Dreaming Streetscapes


Using VQGAN+CLIP to generate street imagery based on text prompts.

On the contrary to the previous generation of wide-spread creative tools, such startling advances and research are occurring in artificial intelligence and machine learning algorithms that the way creative people, be it designers, architects or filmmakers, have interacted with these tools have been increasingly less monolectic. Instead of dictating the software what to create, these new dialectic tools enable creating the unimaginable, the unexpected, the surprising.

It is this playful type of interaction that will push creativity further, distill immense amounts of data into creative production. In this research, we will use one of AI algorithms, namely VQGAN+CLIP, to generate streetscape imagery of the neighborhoods of New York City; to both see whether it could create portrayals of these micro-urban areas accurately, and if these images could be used to better understand the current status of these neighborhoods.

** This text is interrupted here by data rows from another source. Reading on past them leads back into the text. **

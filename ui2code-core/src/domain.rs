pub mod config;
pub mod generation;
pub mod item;
pub mod metrics;
pub mod summary;

pub use config::*;
pub use generation::*;
pub use item::*;
pub use metrics::*;
pub use summary::*;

VQGAN and CLIP are two separate machine learning algorithms that are used in tandem to generate images based on a text prompt. VQGAN is a generative adversarial neural network that is good at generating images that look similar to others (but not from a prompt), and CLIP is another neural network that is able to determine how well a caption (or prompt) matches an image.

How does it work?
When the two algorithms combined to work together, it works as a prompt-based image generator that creates results that are surprising, unexpected and undiscovered. For all sorts of creative practices from motion picture to architecture, this “unknown” aspect of the end product holds a unique potential as an ever-dialectic creation tool that constantly feeds the creator with new unexpected.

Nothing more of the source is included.